Hip hop, by its very nature, is dominated by the voice – it is, perhaps, the most logocentric of pop genres. At this point in time, the limits of the genre are not so rigid that an instrumental album cannot comfortably be declaimed as hip hop. But given the persistent critical emphasis on the quality of verbal delivery – consider the way that we generally describe beats as “backing,” or providing the support to, rappers – the proper way to gauge the value of an instrumental record remains opaque. Rappers are easy to assess because we can reliably describe how they speak to us. DJs and producers, however, speak – if their work can be identified properly as “speech” – nonverbally, and must therefore be judged according to some other standard.
That standard has been developing as producers like Madlib have staked their careers on the release of beats-only albums. His Shades of Blue, a reinterpretation of Blue Note’s vast and hallowed jazz catalogue, and J Dilla’s posthumous Donuts stand out at two such examples of full-length records that captivated in absence of words. Those records shared a few of the same broad qualities: namely, strong production, unique approaches to their craft, and the ability to harness more than a dozen beats into a coordinated whole. Shades and Donuts are beat tapes only according to the narrowest of understandings. For sure, someone could come easily use an individual song as an accompaniment for rhyming. Yet, reducing these records to a rapper’s mise en place would be shortsighted. Every song on those albums was comfortable on its own terms and in relation to the songs arranged to precede and follow it. Each was already sufficient but also necessary to the greater work of art in which it is located.
In India, by comparison, lacks some of these features. On the one hand, In India provides a few marvels of beat construction. The phrasing found in Indian ragas partners squarely with Madlib’s looped rhythmic patterns. Songs like “OnThatNewThing,” “Dark Alley Incidental Music” and “Another Getaway” masterfully use snippets of Indian music as foregrounding melody and, in Madlib’s parsing and placement, as a counterpoint to the songs’ underlying rhythm. In addition, and most obviously, In India’s basis in foreign sources is unusual yet inviting. The connection between South Asia and hip hop have been made before – remember Punjabi MC? – but it, nonetheless, is a mode not often pursued. The result is a fine balance of the familiar and the exotic.

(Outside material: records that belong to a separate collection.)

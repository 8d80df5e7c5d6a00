use anyhow::{Context, Result};
use catalog2parquet::{init_storage, init_tracing, Cli, ConversionJob, StorageJobContext};
use catalog2parquet_config::RuntimeConfig;
use catalog2parquet_core::StoredCatalog;
use clap::Parser;
use std::sync::Arc;
use tracing::{info, warn};

fn main() -> Result<()> {
    let cli = Cli::parse();

    // Build tokio runtime and run the job
    tokio::runtime::Builder::new_multi_thread()
        .enable_all()
        .build()
        .context("Failed to build tokio runtime")?
        .block_on(async_main(cli))
}

async fn async_main(cli: Cli) -> Result<()> {
    // Step 1: Load configuration (file, then env overrides, validated)
    let mut config = if let Some(config_path) = &cli.config {
        RuntimeConfig::load_from_path(config_path)
            .with_context(|| format!("Failed to load config from {}", config_path.display()))?
    } else {
        RuntimeConfig::load().context("Failed to load configuration")?
    };

    // Step 2: CLI overrides (highest priority)
    if let Some(level) = &cli.log_level {
        config.log.level = level.clone();
    }

    init_tracing(&config.log);
    for warning in config.warnings() {
        warn!("{}", warning);
    }
    info!(
        "catalog2parquet v{} converting {}.{}",
        env!("CARGO_PKG_VERSION"),
        config.source.database,
        config.source.table
    );

    // Step 3: Wire storage, catalog and job context
    let operator = init_storage(&config)?;
    let catalog = Arc::new(StoredCatalog::new(
        operator.clone(),
        config.source.manifest.clone(),
    ));
    let context = StorageJobContext::new(
        cli.job_arguments(),
        operator.clone(),
        config.job.state_prefix.clone(),
    );

    // Step 4: Run once; errors exit non-zero
    let job = ConversionJob::from_config(catalog, operator, &config)?;
    let summary = job.run(&context).await?;

    info!(
        "Run {} of '{}' finished: {} rows, {} files",
        summary.run.run_id,
        summary.run.job_name,
        summary.rows,
        summary.files.len()
    );
    Ok(())
}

For all of its merits, however, In India fails to meet its potential as an entire work. The arrangement of the songs is sloppy; the central organizing principle seems to be that every song has roots in India. This transcontinental pollination may be a welcome addition to a cramped genre, but it fails to get Madlib much beyond basic novelty points. The individual songs, themselves, are also sometimes lacking. In some places, like “Freeze” or “Masala,” Madlib stakes a firm beat or phrase but does not do much else with it other than let it play repeatedly. These tracks end up flatter than they should be, more akin to a simple riddim than a fully developed song. Unlike the stronger material on In India, they beg for a rapper to complete what Madlib has begun.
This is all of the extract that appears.